Hungary/press freedom – France/EU budget
Q. – Hungary holds the European Union Presidency and that’s arousing debate.
Luxembourg is wondering if Hungary still deserves to hold the European Union Presidency, particularly in view of the recent law passed in Hungary, which makes provision for fines of up to €730,000 for radio stations or TV channels in the event of damage to the public interest, public order or morality, or partial reporting.
Does Hungary still deserve to hold the European Union Presidency?
THE MINISTER – Yes, of course: we’re not going to start demonizing anyone, and the problem isn’t whether or not Hungary holds the European Union Presidency. The problem is that our chief foundation in the European Union is democracy and the rules of freedom of expression. Having a journalist like you who tortures us politicians is part of the foundations of Europe and freedom of expression.
They’ve adopted a law on the media which was passed very recently. It raises questions.
Q. – Should Hungary repeal that law?
THE MINISTER – The European Commission is currently working with Hungary. I had an exchange yesterday with my Hungarian opposite number. I warned her that questions had been raised about the law: “we need you to take an open and constructive attitude, in order to put everything on the table”. She told me they were ready to do so and would work objectively with the Commission and put their law on the table.
Q. – Are you going to help Hungary change its law?
THE MINISTER – The Commission will analyse it, and if there are problems my counterpart has told me they’re ready to adjust it and change it.
Q. – Could Hungary possibly be sanctioned if it doesn’t change the law?
THE MINISTER – For the time being that’s not the issue, and it’s also positive because they say that if there were ever any difficulties with their law, they’re ready to change it.
That’s where Europe contributes a great deal, too, because if Hungary were outside Europe those exchanges wouldn’t take place.
The advantage of Europe is that it’ll give us a calm, objective working framework. The Commission, which is the guardian of the treaties, will put this through its screening process and tell us: “there’s a problem here, this must change in Hungary”, etc.
Q. – Will France intervene on the question of media reform in Hungary?
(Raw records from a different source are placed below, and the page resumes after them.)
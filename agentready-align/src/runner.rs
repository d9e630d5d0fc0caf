use anyhow::{Context, bail};
use camino::Utf8Path;
use std::process::Command;
use tracing::debug;

/// Executes `Fix::Command` steps. Swapped out in tests.
pub trait CommandRunner: Send + Sync {
    fn run(&self, argv: &[String], cwd: &Utf8Path) -> anyhow::Result<()>;
}

/// Spawns the program directly (no shell) and treats a non-zero exit as
/// failure.
#[derive(Debug, Clone, Copy, Default)]
pub struct ShellCommandRunner;

impl CommandRunner for ShellCommandRunner {
    fn run(&self, argv: &[String], cwd: &Utf8Path) -> anyhow::Result<()> {
        let Some((program, args)) = argv.split_first() else {
            bail!("empty command");
        };
        debug!(program = %program, cwd = %cwd, "running fix command");
        let output = Command::new(program)
            .args(args)
            .current_dir(cwd)
            .output()
            .with_context(|| format!("spawn {program}"))?;
        if !output.status.success() {
            let stderr = String::from_utf8_lossy(&output.stderr);
            bail!("{} exited with {}: {}", program, output.status, stderr.trim());
        }
        Ok(())
    }
}
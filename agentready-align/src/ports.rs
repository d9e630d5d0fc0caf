//! Port traits for the side effects the engine does not own.

use agentready_types::fix::PlannedFix;
use camino::Utf8Path;

/// Version control used by review-request mode.
pub trait VcsPort: Send + Sync {
    fn create_branch(&self, repo_root: &Utf8Path, name: &str) -> anyhow::Result<()>;

    /// Stages `paths` and commits them, returning the commit id.
    fn commit_all(&self, repo_root: &Utf8Path, message: &str, paths: &[String]) -> anyhow::Result<String>;

    /// Publishes `branch` to the remote the review request is opened against.
    fn push(&self, repo_root: &Utf8Path, branch: &str) -> anyhow::Result<()>;
}

/// Opens a review request (pull/merge request) for a pushed branch.
pub trait ReviewPort: Send + Sync {
    /// Returns the review URL when the backend reports one.
    fn open_review(
        &self,
        repo_root: &Utf8Path,
        branch: &str,
        title: &str,
        body: &str,
    ) -> anyhow::Result<Option<String>>;
}

/// What the user is shown before deciding on a fix.
#[derive(Debug, Clone, PartialEq)]
pub struct FixPreview {
    pub preview: String,
    pub patch: String,
    pub points_gained: f64,
}

/// Interactive per-fix confirmation.
pub trait Confirmer: Send + Sync {
    fn confirm(&self, planned: &PlannedFix, preview: &FixPreview) -> bool;
}

#[derive(Debug, Clone, Copy, Default)]
pub struct AcceptAll;

impl Confirmer for AcceptAll {
    fn confirm(&self, _planned: &PlannedFix, _preview: &FixPreview) -> bool {
        true
    }
}
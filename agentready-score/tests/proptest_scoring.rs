use agentready_score::{CertificationThresholds, Scorer, TierWeights};
use agentready_types::{Attribute, Completion, Finding, Remediation, Tier};
use proptest::prelude::*;

fn status_strategy() -> impl Strategy<Value = u8> {
    0u8..6
}

fn build(statuses: &[(u8, u8, f64)]) -> Vec<Finding> {
    statuses
        .iter()
        .enumerate()
        .map(|(i, (tier, status, completion))| {
            let tier = Tier::from_number(*tier).expect("tier in range");
            let a = Attribute::new(format!("attr_{i:02}"), "generated", "test", tier);
            match status {
                0 => Finding::pass(&a),
                1 => Finding::fail(&a, Remediation::new("fix")),
                2 => Finding::partial(&a, Completion::saturating(*completion), Remediation::new("fix")),
                3 => Finding::skipped(&a, "tool missing"),
                4 => Finding::error(&a, "io"),
                _ => Finding::not_applicable(&a, "n/a"),
            }
        })
        .collect()
}

fn weights_strategy() -> impl Strategy<Value = TierWeights> {
    (0u32..=100, 0u32..=100, 0u32..=100).prop_filter_map("sum <= 100", |(a, b, c)| {
        let rest = 100i64 - i64::from(a) - i64::from(b) - i64::from(c);
        (rest >= 0).then(|| {
            TierWeights::new(f64::from(a), f64::from(b), f64::from(c), rest as f64)
                .expect("weights sum to 100")
        })
    })
}

proptest! {
    #[test]
    fn score_is_always_within_bounds(
        statuses in prop::collection::vec((1u8..=4, status_strategy(), 0.0f64..=1.0), 0..24),
        weights in weights_strategy(),
    ) {
        let scorer = Scorer::new(weights, CertificationThresholds::default());
        let card = scorer.score_findings(&build(&statuses));
        prop_assert!(card.overall >= 0.0);
        prop_assert!(card.overall <= 100.0 + 1e-9);
    }

    #[test]
    fn only_skipped_or_error_scores_zero(
        statuses in prop::collection::vec((1u8..=4, 3u8..5, 0.0f64..=1.0), 1..16),
    ) {
        let card = Scorer::default().score_findings(&build(&statuses));
        prop_assert_eq!(card.overall, 0.0);
    }

    #[test]
    fn scoring_is_order_independent(
        statuses in prop::collection::vec((1u8..=4, status_strategy(), 0.0f64..=1.0), 0..16),
    ) {
        let scorer = Scorer::default();
        let findings = build(&statuses);
        let mut reversed = findings.clone();
        reversed.reverse();
        let a = scorer.score_findings(&findings);
        let b = scorer.score_findings(&reversed);
        prop_assert!((a.overall - b.overall).abs() < 1e-9);
        prop_assert_eq!(a.certification, b.certification);
    }

    #[test]
    fn partial_completion_is_linear(completion in 0.0f64..=1.0, tier in 1u8..=4) {
        let scorer = Scorer::default();
        let findings = build(&[(tier, 2, completion)]);
        let share = scorer.attribute_share(&findings, "attr_00").expect("contributing");
        let card = scorer.score_findings(&findings);
        prop_assert!((card.overall - share * completion).abs() < 1e-9);
    }

    #[test]
    fn weights_off_by_more_than_tolerance_are_rejected(delta in 0.001f64..50.0) {
        prop_assert!(TierWeights::new(50.0 + delta, 30.0, 15.0, 5.0).is_err());
    }
}
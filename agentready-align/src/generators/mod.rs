//! Built-in fix generators.

mod ai;
mod commands;
mod templates;

use crate::generator::FixGenerator;
use std::sync::Arc;

pub use ai::AiAssistedGenerator;
pub use commands::LockFileGenerator;
pub use templates::{
    AdrGenerator, ClaudeMdGenerator, GitignoreGenerator, PreCommitGenerator, ReadmeGenerator,
    StandardLayoutGenerator,
};

pub fn builtin_generators() -> Vec<Arc<dyn FixGenerator>> {
    vec![
        Arc::new(ClaudeMdGenerator),
        Arc::new(ReadmeGenerator),
        Arc::new(LockFileGenerator),
        Arc::new(StandardLayoutGenerator),
        Arc::new(GitignoreGenerator),
        Arc::new(PreCommitGenerator),
        Arc::new(AdrGenerator),
    ]
}
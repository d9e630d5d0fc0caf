use crate::generator::FixGenerator;
use agentready_assess::assessor::{Probe, list_dir};
use agentready_assess::catalog::unpinned_manifests;
use agentready_types::fix::{Fix, GeneratorKind};
use agentready_types::{Finding, Repository};
use anyhow::bail;
use camino::Utf8PathBuf;
use std::collections::BTreeSet;

/// Runs each ecosystem's lock command for manifests without a lock file.
#[derive(Debug, Clone, Copy, Default)]
pub struct LockFileGenerator;

impl FixGenerator for LockFileGenerator {
    fn id(&self) -> &str {
        "lock_files"
    }

    fn kind(&self) -> GeneratorKind {
        GeneratorKind::Command
    }

    fn can_fix(&self, finding: &Finding) -> bool {
        finding.attribute_id() == "dependency_pinning" && finding.status.needs_remediation()
    }

    fn generate_fix(&self, repo: &Repository, _finding: &Finding) -> anyhow::Result<Fix> {
        let root_files: BTreeSet<String> = match list_dir(&repo.root, "") {
            Probe::Found(entries) => entries
                .into_iter()
                .filter(|e| !e.is_dir)
                .map(|e| e.name)
                .collect(),
            Probe::Missing => bail!("repository root {} is missing", repo.root),
            Probe::Failed(e) => bail!("could not list repository root: {e}"),
        };

        let mut steps: Vec<Fix> = unpinned_manifests(&root_files)
            .into_iter()
            .map(|rule| Fix::Command {
                argv: rule.lock_command.iter().map(|s| s.to_string()).collect(),
                working_dir: Utf8PathBuf::new(),
                // Lock tools may rewrite the manifest too.
                outputs: std::iter::once(rule.manifest)
                    .chain(rule.lockfiles.iter().copied())
                    .map(Utf8PathBuf::from)
                    .collect(),
            })
            .collect();

        match steps.len() {
            0 => bail!("every manifest already has a lock file"),
            1 => Ok(steps.remove(0)),
            _ => Ok(Fix::MultiStep { steps }),
        }
    }
}
//! Built-in attribute checks.
//!
//! The catalog is an explicit list: adding an assessor means adding it to
//! [`builtin_assessors`]. Ids are stable and sorted order is the scan order.

mod code_quality;
mod dependencies;
mod documentation;
mod structure;
mod tooling;

use crate::assessor::Assessor;
use std::sync::Arc;

pub use code_quality::TypeAnnotationsAssessor;
pub use dependencies::{
    DependencyPinningAssessor, LOCKFILE_RULES, LockfileRule, unpinned_manifests,
};
pub use documentation::{
    ADR_DIRS, ADR_SECTIONS, ArchitectureDecisionsAssessor, CLAUDE_MD_MIN_BYTES, ClaudeMdAssessor,
    README_SECTIONS, ReadmeAssessor, missing_readme_sections,
};
pub use structure::{
    GitignoreAssessor, SOURCE_DIRS, StandardLayoutAssessor, TEST_DIRS, TestSuiteAssessor,
    gitignore_covers, recommended_gitignore_patterns,
};
pub use tooling::{
    CiConfigurationAssessor, ContainerSetupAssessor, ConventionalCommitsAssessor,
    IssueTemplatesAssessor, PreCommitHooksAssessor, is_conventional_subject,
};

pub fn builtin_assessors() -> Vec<Arc<dyn Assessor>> {
    vec![
        // Tier 1
        Arc::new(ClaudeMdAssessor::new()),
        Arc::new(ReadmeAssessor::new()),
        Arc::new(DependencyPinningAssessor::new()),
        Arc::new(StandardLayoutAssessor::new()),
        // Tier 2
        Arc::new(TypeAnnotationsAssessor::new()),
        Arc::new(GitignoreAssessor::new()),
        Arc::new(PreCommitHooksAssessor::new()),
        Arc::new(TestSuiteAssessor::new()),
        // Tier 3
        Arc::new(ArchitectureDecisionsAssessor::new()),
        Arc::new(CiConfigurationAssessor::new()),
        Arc::new(ConventionalCommitsAssessor::new()),
        // Tier 4
        Arc::new(IssueTemplatesAssessor::new()),
        Arc::new(ContainerSetupAssessor::new()),
    ]
}
use tracing_subscriber::EnvFilter;

/// Installs the global `fmt` subscriber, honouring `RUST_LOG` and falling
/// back to `default_filter`. Returns `false` when a subscriber was already
/// installed; calling it twice is harmless.
pub fn init_tracing(default_filter: &str) -> bool {
    let filter = EnvFilter::try_from_default_env().unwrap_or_else(|_| EnvFilter::new(default_filter));
    tracing_subscriber::fmt()
        .with_env_filter(filter)
        .with_writer(std::io::stderr)
        .try_init()
        .is_ok()
}

#[cfg(test)]
mod tests {
    use super::*;

    #[test]
    fn second_install_is_a_noop() {
        init_tracing("warn");
        assert!(!init_tracing("debug"));
    }
}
THE MINISTER – The job shared by all the European Union countries is to ensure we all stay on course. Our course is the Republic, democracy and therefore defending press freedom. It’s the job of us all, and the Commission’s role is to assure and maintain that foundation. That’s what it’s currently doing, so it’s a step in the right direction. (…)
Q. – What’s France’s contribution to Europe’s budget?
THE MINISTER – On average – but we have to be careful because it can fluctuate – France contributes around €6 billion.
Q. – So we’re contributing €6 to 7 billion to the smooth running of Europe. How do we control how our money is used?
THE MINISTER – We have extremely strict control. First because the budget is presented to us; second, there’s a huge number of safeguards and control procedures surrounding all European spending which are designed to ensure, precisely, that the money is well spent.
And then, because we have the so-called great debates on the European Union’s financial perspective where all the European Union countries hold discussions and say, “look, I want there to be this much money for the Common Agricultural Policy”, “I want there to be money for a policy enabling us to support the least-favoured regions such as my dear Auvergne” and “look, I’d like to have some support for the Erasmus policy, which is a policy I very much believe in because it’s positive for our students”, etc.
Europe isn’t an irrelevance to us. We’re in Europe, we’re in control of Europe, it’s part of us. We need to take ownership of it, it’s a Europe which protects us. That’s what I’m fighting for. (…)./.